December 6, 2018 By Carolyn

These four figures are found around campus – inside or outside, for better or for worse.  No judgement here.   Just the question, can anyone identify them?  Sort of a trivia / treasure hunt tour of campus.  Location anyone?  Take a look, each tells a (forgotten) story from UP history.

A. Figure Striding, The Beacon October 12, 1962, p. 1

B.  Urban League, Equal Opportunity Award, Education.  For special efforts to increase success for local black students at UP.  Alumni Bulletin, July 1977, p. 3.

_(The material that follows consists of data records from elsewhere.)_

// Router assembly
use crate::presentation::app_state::AppState;
use crate::presentation::{calculators, handlers};
use axum::{
    routing::{get, post, put},
    Router,
};
use std::sync::Arc;
use tower_http::compression::CompressionLayer;
use tower_http::trace::TraceLayer;

pub fn create_router(state: Arc<AppState>) -> Router {
    let calc = Router::new()
        .route("/severity", post(calculators::classify_severity))
        .route("/criticality", post(calculators::score_criticality))
        .route("/fmeca", post(calculators::evaluate_fmeca))
        .route("/tolerance", post(calculators::lookup_tolerance))
        .route("/tolerance/catalog", get(calculators::tolerance_catalog))
        .route("/balance", post(calculators::assess_balance))
        .route("/balance/grades", get(calculators::balance_grades))
        .route("/alignment", post(calculators::estimate_alignment_loss));

    Router::new()
        .route("/healthz", get(handlers::health_check))
        .route("/assets", get(handlers::list_assets).post(handlers::create_asset))
        .route("/assets/:id", get(handlers::get_asset))
        .route("/assets/:id/readings", post(handlers::ingest_reading))
        .route("/assets/:id/criticality", put(handlers::update_criticality))
        .route("/assets/:id/fmeca", put(handlers::update_fmeca))
        .route("/assets/:id/anomalies", get(handlers::asset_anomalies))
        .route("/imports", post(handlers::import_trend))
        .route("/kpi", get(handlers::fleet_kpis))
        .route("/risk-matrix", get(handlers::risk_matrix))
        .route("/criticality/ranking", get(handlers::criticality_ranking))
        .nest("/calc", calc)
        .layer(CompressionLayer::new())
        .layer(TraceLayer::new_for_http())
        .with_state(state)
}
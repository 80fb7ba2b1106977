// Notifier that delivers alerts to the log
use crate::application::notification_service::{MaintenanceAlert, Notifier};
use async_trait::async_trait;

/// Writes each alert as a structured `warn` event. `recipient` is only
/// carried in the event for whoever tails the log.
#[derive(Debug, Clone, Default)]
pub struct LogNotifier {
    recipient: Option<String>,
}

impl LogNotifier {
    pub fn new(recipient: Option<String>) -> Self {
        Self {
            recipient: recipient.filter(|r| !r.is_empty()),
        }
    }
}

#[async_trait]
impl Notifier for LogNotifier {
    async fn send(&self, alert: &MaintenanceAlert) -> anyhow::Result<()> {
        tracing::warn!(
            alert_id = %alert.id,
            asset_id = %alert.asset_id,
            sensor_id = %alert.sensor_id,
            level = ?alert.level,
            recipient = self.recipient.as_deref().unwrap_or("-"),
            "{}",
            alert.message
        );
        Ok(())
    }
}
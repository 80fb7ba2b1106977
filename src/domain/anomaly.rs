// Z-score anomaly flagging over a sensor history
use super::asset::SensorReading;
use chrono::{DateTime, Utc};
use serde::Serialize;

pub const Z_SCORE_LIMIT: f64 = 2.5;
pub const MIN_SAMPLES: usize = 5;

#[derive(Debug, Clone, Copy, PartialEq, Serialize)]
#[serde(rename_all = "camelCase")]
pub struct AnomalyPoint {
    pub timestamp: DateTime<Utc>,
    pub value: f64,
    pub anomaly_score: f64,
    pub is_anomaly: bool,
}

/// Score every reading against the population mean and deviation of the
/// whole history. Short histories are returned unscored.
pub fn score_history(history: &[SensorReading]) -> Vec<AnomalyPoint> {
    if history.len() < MIN_SAMPLES {
        return history
            .iter()
            .map(|r| AnomalyPoint {
                timestamp: r.timestamp,
                value: r.value,
                anomaly_score: 0.0,
                is_anomaly: false,
            })
            .collect();
    }

    let n = history.len() as f64;
    let mean = history.iter().map(|r| r.value).sum::<f64>() / n;
    let variance = history.iter().map(|r| (r.value - mean).powi(2)).sum::<f64>() / n;
    let std_dev = match variance.sqrt() {
        sd if sd > 0.0 => sd,
        _ => 1.0,
    };

    history
        .iter()
        .map(|r| {
            let z = ((r.value - mean) / std_dev).abs();
            AnomalyPoint {
                timestamp: r.timestamp,
                value: r.value,
                anomaly_score: z,
                is_anomaly: z > Z_SCORE_LIMIT,
            }
        })
        .collect()
}

#[cfg(test)]
mod tests {
    use super::*;
    use chrono::{Duration, TimeZone};

    fn series(values: &[f64]) -> Vec<SensorReading> {
        let start = Utc.with_ymd_and_hms(2024, 1, 1, 0, 0, 0).unwrap();
        values
            .iter()
            .enumerate()
            .map(|(i, v)| SensorReading::new(start + Duration::hours(i as i64), *v))
            .collect()
    }

    #[test]
    fn test_short_history_is_unscored() {
        let points = score_history(&series(&[1.0, 50.0, 1.0, 1.0]));
        assert_eq!(points.len(), 4);
        assert!(points.iter().all(|p| p.anomaly_score == 0.0 && !p.is_anomaly));
    }

    #[test]
    fn test_spike_is_flagged() {
        let mut values = vec![1.0; 19];
        values.push(10.0);
        let points = score_history(&series(&values));
        let flagged: Vec<usize> = points
            .iter()
            .enumerate()
            .filter(|(_, p)| p.is_anomaly)
            .map(|(i, _)| i)
            .collect();
        assert_eq!(flagged, vec![19]);
    }

    #[test]
    fn test_flat_history_uses_unit_deviation() {
        let points = score_history(&series(&[2.0; 6]));
        assert!(points.iter().all(|p| p.anomaly_score == 0.0));
    }
}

C.  Papa Sierra, The Beacon April 24, 1980, p. 2

D.  ‘Le Petit Feu’, The Beacon October 28, 1982, p. 3

Filed Under: Objects, Objects 2

Rose Festival Parade at 110

June 7, 2018 By Carolyn

University of Portland’s Rose Festival Parade Float “Golden Jubilee”, 1958 (University Archives)
UP Float Committee Formed, The Beacon, November 8, 1957 (University Archives)

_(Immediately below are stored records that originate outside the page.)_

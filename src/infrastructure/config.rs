use anyhow::Context;
use chrono::TimeDelta;
use serde::Deserialize;

pub const CONFIG_FILE: &str = "config/app";
pub const ENV_PREFIX: &str = "RELIABILITY";

#[derive(Debug, Deserialize, Clone, Default)]
pub struct AppConfig {
    #[serde(default)]
    pub server: ServerSettings,
    #[serde(default)]
    pub alerts: AlertSettings,
    #[serde(default)]
    pub telemetry: TelemetrySettings,
    #[serde(default)]
    pub seed: SeedSettings,
}

#[derive(Debug, Deserialize, Clone)]
pub struct ServerSettings {
    #[serde(default = "default_bind_addr")]
    pub bind_addr: String,
}

impl Default for ServerSettings {
    fn default() -> Self {
        Self {
            bind_addr: default_bind_addr(),
        }
    }
}

#[derive(Debug, Deserialize, Clone)]
pub struct AlertSettings {
    #[serde(default = "default_cooldown_secs")]
    pub cooldown_secs: u64,
    #[serde(default)]
    pub recipient: String,
}

impl AlertSettings {
    pub fn cooldown(&self) -> anyhow::Result<TimeDelta> {
        i64::try_from(self.cooldown_secs)
            .ok()
            .and_then(TimeDelta::try_seconds)
            .with_context(|| format!("alerts.cooldown_secs {} is out of range", self.cooldown_secs))
    }
}

impl Default for AlertSettings {
    fn default() -> Self {
        Self {
            cooldown_secs: default_cooldown_secs(),
            recipient: String::new(),
        }
    }
}

#[derive(Debug, Deserialize, Clone)]
pub struct TelemetrySettings {
    #[serde(default = "default_history_limit")]
    pub history_limit: usize,
}

impl Default for TelemetrySettings {
    fn default() -> Self {
        Self {
            history_limit: default_history_limit(),
        }
    }
}

#[derive(Debug, Deserialize, Clone)]
pub struct SeedSettings {
    #[serde(default = "default_true")]
    pub demo_assets: bool,
}

impl Default for SeedSettings {
    fn default() -> Self {
        Self { demo_assets: true }
    }
}

fn default_bind_addr() -> String {
    "0.0.0.0:8080".to_string()
}

fn default_cooldown_secs() -> u64 {
    300
}

fn default_history_limit() -> usize {
    40
}

fn default_true() -> bool {
    true
}

/// Load `config/app.toml` (optional) overlaid with `RELIABILITY__*` env vars,
/// e.g. `RELIABILITY__SERVER__BIND_ADDR=127.0.0.1:9000`.
pub fn load_app_config() -> anyhow::Result<AppConfig> {
    let settings = config::Config::builder()
        .add_source(config::File::with_name(CONFIG_FILE).required(false))
        .add_source(
            config::Environment::with_prefix(ENV_PREFIX)
                .prefix_separator("__")
                .separator("__")
                .try_parsing(true),
        )
        .build()?;

    let cfg: AppConfig = settings.try_deserialize()?;
    cfg.validate()?;
    Ok(cfg)
}

impl AppConfig {
    /// Reject values that would only fail later, at first use.
    pub fn validate(&self) -> anyhow::Result<()> {
        anyhow::ensure!(
            self.telemetry.history_limit > 0,
            "telemetry.history_limit must be at least 1"
        );
        self.alerts.cooldown()?;
        Ok(())
    }
}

Summers in the city of Portland have temperate temperatures and sporadic spats of rain, or not.  Yet regardless of the weather, for over a century June in the City of Portland means the Rose Festival, highlighted by the Grand Floral Parade.  For the 50th anniversary, the 1958 Rose Parade called for the featured floats to express the Rose Festival theme of “50 Golden Years”, with each float representing a different year.   The University of Portland entry “Golden Jubilee” remembered our own 50th anniversary in 1951, a year which marked the beginnings of our AFROTC program and the opening of campus to women students in all educational programs and (surprise!) as on-campus residents.

Golden Jubilee Float, Doreen Voeller, ’61, Military Ball Princess, 1959 Log (University Archives)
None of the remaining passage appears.